* EXERCISE REQUIREMENTS *
For the listing that follows, give again exactly the lines from the one with "use tokio::sync::Mutex;" to the one with "fn cascade(&mut self)", including both.

Start of RECORD EXCERPTS

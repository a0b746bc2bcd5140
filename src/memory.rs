//! In-process store behind every repository trait. Used for
//! `STORAGE_BACKEND=memory` and by the test suite.

use std::cmp::Reverse;

use async_trait::async_trait;
use time::{macros::date, OffsetDateTime};
use tokio::sync::Mutex;
use uuid::Uuid;

use crate::{
    auth::{User, UserRepo},
    catalog::{BodyPart, CatalogRepo, Exercise},
    days::{day_key, DayKey},
    groups::{Group, GroupRepo},
    nutrition::{NutritionEntry, NutritionRepo},
    scope::Scope,
    weight::{WeightLogEntry, WeightRepo},
    workouts::{
        repo::{Admission, NewSetLog},
        SetLogEntry, SetLogRepo,
    },
};

#[derive(Default)]
struct Inner {
    users: Vec<User>,
    groups: Vec<Group>,
    body_parts: Vec<BodyPart>,
    exercises: Vec<Exercise>,
    sets: Vec<SetLogEntry>,
    weights: Vec<WeightLogEntry>,
    nutrition: Vec<NutritionEntry>,
}

impl Inner {
    /// Drops exercises whose body part is gone and sets whose exercise is gone.
    fn cascade(&mut self) {
        let body_parts = &self.body_parts;
        self.exercises
            .retain(|e| body_parts.iter().any(|b| b.id == e.body_part_id));
        let exercises = &self.exercises;
        self.sets
            .retain(|s| exercises.iter().any(|e| e.id == s.exercise_id));
    }

    fn remove_group_data(&mut self, group_id: Uuid) {
        self.groups.retain(|g| g.id != group_id);
        self.body_parts.retain(|b| b.group_id != Some(group_id));
        self.sets.retain(|s| s.scope != Scope::Group(group_id));
        self.cascade();
    }
}

/// Personal records match their owner; group records match their group.
fn in_scope(record: Scope, owner_id: Uuid, actor_id: Uuid, scope: Scope) -> bool {
    record == scope && (!scope.is_personal() || owner_id == actor_id)
}

/// Newest first; a stable sort keeps insertion order on full ties.
fn sort_newest_first(entries: &mut [SetLogEntry]) {
    entries.sort_by_key(|e| Reverse((e.performed_at, e.set_number)));
}

#[derive(Default)]
pub struct MemoryStore {
    inner: Mutex<Inner>,
}

impl MemoryStore {
    pub fn new() -> Self {
        Self::default()
    }

    pub async fn seed_group(&self, group: Group) {
        self.inner.lock().await.groups.push(group);
    }

    /// Adds a user with fixed body data and no usable password.
    pub async fn seed_user(&self, name: &str, email: &str) -> User {
        let user = User {
            id: Uuid::new_v4(),
            name: name.to_string(),
            email: email.to_string(),
            password_hash: String::new(),
            gender: "other".to_string(),
            date_of_birth: date!(1995 - 01 - 01),
            age: 29,
            height_cm: 170.0,
            current_weight_kg: 70.0,
            current_bmi: 24.2,
            gym_timing: "07:00 AM".to_string(),
            image_url: None,
            created_at: OffsetDateTime::now_utc(),
        };
        self.inner.lock().await.users.push(user.clone());
        user
    }
}

#[async_trait]
impl UserRepo for MemoryStore {
    async fn find_by_email(&self, email: &str) -> anyhow::Result<Option<User>> {
        let inner = self.inner.lock().await;
        Ok(inner.users.iter().find(|u| u.email == email).cloned())
    }

    async fn find_by_id(&self, id: Uuid) -> anyhow::Result<Option<User>> {
        let inner = self.inner.lock().await;
        Ok(inner.users.iter().find(|u| u.id == id).cloned())
    }

    async fn find_many(&self, ids: &[Uuid]) -> anyhow::Result<Vec<User>> {
        let inner = self.inner.lock().await;
        Ok(inner
            .users
            .iter()
            .filter(|u| ids.contains(&u.id))
            .cloned()
            .collect())
    }

    async fn register(&self, user: &User, seed: &WeightLogEntry) -> anyhow::Result<Option<Vec<Uuid>>> {
        let mut inner = self.inner.lock().await;
        if inner.users.iter().any(|u| u.email == user.email) {
            return Ok(None);
        }
        inner.users.push(user.clone());
        inner.weights.push(WeightLogEntry {
            actor_id: user.id,
            ..seed.clone()
        });

        let mut joined = Vec::new();
        for group in inner.groups.iter_mut() {
            let before = group.pending_invites.len();
            group.pending_invites.retain(|e| *e != user.email);
            if group.pending_invites.len() != before && !group.member_ids.contains(&user.id) {
                group.member_ids.push(user.id);
                joined.push(group.id);
            }
        }
        Ok(Some(joined))
    }

    async fn update_profile(&self, user: &User) -> anyhow::Result<()> {
        let mut inner = self.inner.lock().await;
        if let Some(stored) = inner.users.iter_mut().find(|u| u.id == user.id) {
            stored.name = user.name.clone();
            stored.gender = user.gender.clone();
            stored.height_cm = user.height_cm;
            stored.gym_timing = user.gym_timing.clone();
            stored.current_bmi = user.current_bmi;
        }
        Ok(())
    }

    async fn delete(&self, id: Uuid) -> anyhow::Result<bool> {
        let mut inner = self.inner.lock().await;
        let before = inner.users.len();
        inner.users.retain(|u| u.id != id);
        if inner.users.len() == before {
            return Ok(false);
        }

        let owned: Vec<Uuid> = inner
            .groups
            .iter()
            .filter(|g| g.owner_id == id)
            .map(|g| g.id)
            .collect();
        for group_id in owned {
            inner.remove_group_data(group_id);
        }
        for group in inner.groups.iter_mut() {
            group.member_ids.retain(|m| *m != id);
        }
        inner
            .body_parts
            .retain(|b| !(b.group_id.is_none() && b.owner_id == id));
        inner.sets.retain(|s| s.actor_id != id);
        inner.weights.retain(|w| w.actor_id != id);
        inner.nutrition.retain(|n| n.actor_id != id);
        inner.cascade();
        Ok(true)
    }
}

#[async_trait]
impl CatalogRepo for MemoryStore {
    async fn insert_body_part(&self, body_part: &BodyPart) -> anyhow::Result<()> {
        self.inner.lock().await.body_parts.push(body_part.clone());
        Ok(())
    }

    async fn insert_exercise(&self, exercise: &Exercise) -> anyhow::Result<()> {
        self.inner.lock().await.exercises.push(exercise.clone());
        Ok(())
    }

    async fn find_body_part(&self, actor_id: Uuid, scope: Scope, id: Uuid) -> anyhow::Result<Option<BodyPart>> {
        let inner = self.inner.lock().await;
        Ok(inner
            .body_parts
            .iter()
            .find(|b| b.id == id && in_scope(b.scope(), b.owner_id, actor_id, scope))
            .cloned())
    }

    async fn find_exercise(&self, actor_id: Uuid, scope: Scope, id: Uuid) -> anyhow::Result<Option<Exercise>> {
        let inner = self.inner.lock().await;
        Ok(inner
            .exercises
            .iter()
            .find(|e| e.id == id && in_scope(e.scope(), e.owner_id, actor_id, scope))
            .cloned())
    }

    async fn list_body_parts(&self, actor_id: Uuid, scope: Scope) -> anyhow::Result<Vec<BodyPart>> {
        let inner = self.inner.lock().await;
        let mut list: Vec<BodyPart> = inner
            .body_parts
            .iter()
            .filter(|b| in_scope(b.scope(), b.owner_id, actor_id, scope))
            .cloned()
            .collect();
        list.sort_by(|a, b| a.name.cmp(&b.name));
        Ok(list)
    }

    async fn list_exercises(&self, actor_id: Uuid, scope: Scope) -> anyhow::Result<Vec<Exercise>> {
        let inner = self.inner.lock().await;
        let mut list: Vec<Exercise> = inner
            .exercises
            .iter()
            .filter(|e| in_scope(e.scope(), e.owner_id, actor_id, scope))
            .cloned()
            .collect();
        list.sort_by(|a, b| a.name.cmp(&b.name));
        Ok(list)
    }

    async fn delete_group_exercise(&self, group_id: Uuid, id: Uuid) -> anyhow::Result<bool> {
        let mut inner = self.inner.lock().await;
        let before = inner.exercises.len();
        inner
            .exercises
            .retain(|e| !(e.id == id && e.scope() == Scope::Group(group_id)));
        let removed = inner.exercises.len() != before;
        if removed {
            inner.sets.retain(|s| s.exercise_id != id);
        }
        Ok(removed)
    }
}

#[async_trait]
impl SetLogRepo for MemoryStore {
    async fn append_capped(&self, new: NewSetLog, day: DayKey, cap: usize) -> anyhow::Result<Admission> {
        // count and append under one lock
        let mut inner = self.inner.lock().await;
        let count = inner
            .sets
            .iter()
            .filter(|s| {
                s.actor_id == new.actor_id
                    && s.exercise_id == new.exercise_id
                    && s.scope == new.scope
                    && day_key(s.performed_at) == day
            })
            .count();
        if count >= cap {
            return Ok(Admission::LimitReached);
        }
        let entry = new.into_entry(count as i32 + 1);
        inner.sets.push(entry.clone());
        Ok(Admission::Admitted(entry))
    }

    async fn list_for_actor(
        &self,
        actor_id: Uuid,
        scope: Scope,
        exercise_id: Uuid,
        offset: i64,
        limit: i64,
    ) -> anyhow::Result<Vec<SetLogEntry>> {
        let inner = self.inner.lock().await;
        let mut entries: Vec<SetLogEntry> = inner
            .sets
            .iter()
            .filter(|s| s.actor_id == actor_id && s.scope == scope && s.exercise_id == exercise_id)
            .cloned()
            .collect();
        sort_newest_first(&mut entries);
        Ok(entries
            .into_iter()
            .skip(offset.max(0) as usize)
            .take(limit.max(0) as usize)
            .collect())
    }

    async fn list_for_exercise(&self, scope: Scope, exercise_id: Uuid) -> anyhow::Result<Vec<SetLogEntry>> {
        let inner = self.inner.lock().await;
        let mut entries: Vec<SetLogEntry> = inner
            .sets
            .iter()
            .filter(|s| s.scope == scope && s.exercise_id == exercise_id)
            .cloned()
            .collect();
        sort_newest_first(&mut entries);
        Ok(entries)
    }
}

#[async_trait]
impl GroupRepo for MemoryStore {
    async fn insert(&self, group: &Group) -> anyhow::Result<()> {
        self.inner.lock().await.groups.push(group.clone());
        Ok(())
    }

    async fn find(&self, id: Uuid) -> anyhow::Result<Option<Group>> {
        let inner = self.inner.lock().await;
        Ok(inner.groups.iter().find(|g| g.id == id).cloned())
    }

    async fn list_for_user(&self, user_id: Uuid) -> anyhow::Result<Vec<Group>> {
        let inner = self.inner.lock().await;
        let mut list: Vec<Group> = inner
            .groups
            .iter()
            .filter(|g| g.owner_id == user_id || g.member_ids.contains(&user_id))
            .cloned()
            .collect();
        list.sort_by_key(|g| Reverse(g.created_at));
        Ok(list)
    }

    async fn add_member(&self, group_id: Uuid, user_id: Uuid) -> anyhow::Result<()> {
        let mut inner = self.inner.lock().await;
        if let Some(group) = inner.groups.iter_mut().find(|g| g.id == group_id) {
            if !group.member_ids.contains(&user_id) {
                group.member_ids.push(user_id);
            }
        }
        Ok(())
    }

    async fn add_pending_invite(&self, group_id: Uuid, email: &str) -> anyhow::Result<()> {
        let mut inner = self.inner.lock().await;
        if let Some(group) = inner.groups.iter_mut().find(|g| g.id == group_id) {
            if !group.pending_invites.iter().any(|e| e == email) {
                group.pending_invites.push(email.to_string());
            }
        }
        Ok(())
    }

    async fn remove_member(&self, group_id: Uuid, user_id: Uuid) -> anyhow::Result<bool> {
        let mut inner = self.inner.lock().await;
        let Some(group) = inner.groups.iter_mut().find(|g| g.id == group_id) else {
            return Ok(false);
        };
        let before = group.member_ids.len();
        group.member_ids.retain(|m| *m != user_id);
        Ok(group.member_ids.len() != before)
    }

    async fn delete(&self, id: Uuid) -> anyhow::Result<bool> {
        let mut inner = self.inner.lock().await;
        if !inner.groups.iter().any(|g| g.id == id) {
            return Ok(false);
        }
        inner.remove_group_data(id);
        Ok(true)
    }
}

#[async_trait]
impl WeightRepo for MemoryStore {
    async fn append(&self, entry: &WeightLogEntry) -> anyhow::Result<()> {
        let mut inner = self.inner.lock().await;
        inner.weights.push(entry.clone());
        if let Some(user) = inner.users.iter_mut().find(|u| u.id == entry.actor_id) {
            user.current_weight_kg = entry.weight_kg;
            user.current_bmi = entry.bmi;
        }
        Ok(())
    }

    async fn list_ascending(&self, actor_id: Uuid) -> anyhow::Result<Vec<WeightLogEntry>> {
        let inner = self.inner.lock().await;
        let mut logs: Vec<WeightLogEntry> = inner
            .weights
            .iter()
            .filter(|w| w.actor_id == actor_id)
            .cloned()
            .collect();
        logs.sort_by_key(|w| w.recorded_at);
        Ok(logs)
    }
}

#[async_trait]
impl NutritionRepo for MemoryStore {
    async fn insert_entry(&self, entry: &NutritionEntry) -> anyhow::Result<()> {
        self.inner.lock().await.nutrition.push(entry.clone());
        Ok(())
    }

    async fn find_entry(&self, actor_id: Uuid, id: Uuid) -> anyhow::Result<Option<NutritionEntry>> {
        let inner = self.inner.lock().await;
        Ok(inner
            .nutrition
            .iter()
            .find(|n| n.id == id && n.actor_id == actor_id)
            .cloned())
    }

    async fn list_page(&self, actor_id: Uuid, offset: i64, limit: i64) -> anyhow::Result<Vec<NutritionEntry>> {
        let inner = self.inner.lock().await;
        let mut list: Vec<NutritionEntry> = inner
            .nutrition
            .iter()
            .filter(|n| n.actor_id == actor_id)
            .cloned()
            .collect();
        list.sort_by_key(|n| Reverse(n.created_at));
        Ok(list
            .into_iter()
            .skip(offset.max(0) as usize)
            .take(limit.max(0) as usize)
            .collect())
    }

    async fn list_all(&self, actor_id: Uuid) -> anyhow::Result<Vec<NutritionEntry>> {
        let inner = self.inner.lock().await;
        let mut list: Vec<NutritionEntry> = inner
            .nutrition
            .iter()
            .filter(|n| n.actor_id == actor_id)
            .cloned()
            .collect();
        list.sort_by_key(|n| n.created_at);
        Ok(list)
    }

    async fn update_entry(&self, entry: &NutritionEntry) -> anyhow::Result<bool> {
        let mut inner = self.inner.lock().await;
        match inner
            .nutrition
            .iter_mut()
            .find(|n| n.id == entry.id && n.actor_id == entry.actor_id)
        {
            Some(stored) => {
                *stored = entry.clone();
                Ok(true)
            }
            None => Ok(false),
        }
    }

    async fn delete_entry(&self, actor_id: Uuid, id: Uuid) -> anyhow::Result<bool> {
        let mut inner = self.inner.lock().await;
        let before = inner.nutrition.len();
        inner.nutrition.retain(|n| !(n.id == id && n.actor_id == actor_id));
        Ok(inner.nutrition.len() != before)
    }
}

End of RECORD EXCERPTS

* THE COMPLETED TASK *
use tokio::sync::Mutex;
use uuid::Uuid;

use crate::{
    auth::{User, UserRepo},
    catalog::{BodyPart, CatalogRepo, Exercise},
    days::{day_key, DayKey},
    groups::{Group, GroupRepo},
    nutrition::{NutritionEntry, NutritionRepo},
    scope::Scope,
    weight::{WeightLogEntry, WeightRepo},
    workouts::{
        repo::{Admission, NewSetLog},
        SetLogEntry, SetLogRepo,
    },
};

#[derive(Default)]
struct Inner {
    users: Vec<User>,
    groups: Vec<Group>,
    body_parts: Vec<BodyPart>,
    exercises: Vec<Exercise>,
    sets: Vec<SetLogEntry>,
    weights: Vec<WeightLogEntry>,
    nutrition: Vec<NutritionEntry>,
}

impl Inner {
    /// Drops exercises whose body part is gone and sets whose exercise is gone.
    fn cascade(&mut self) {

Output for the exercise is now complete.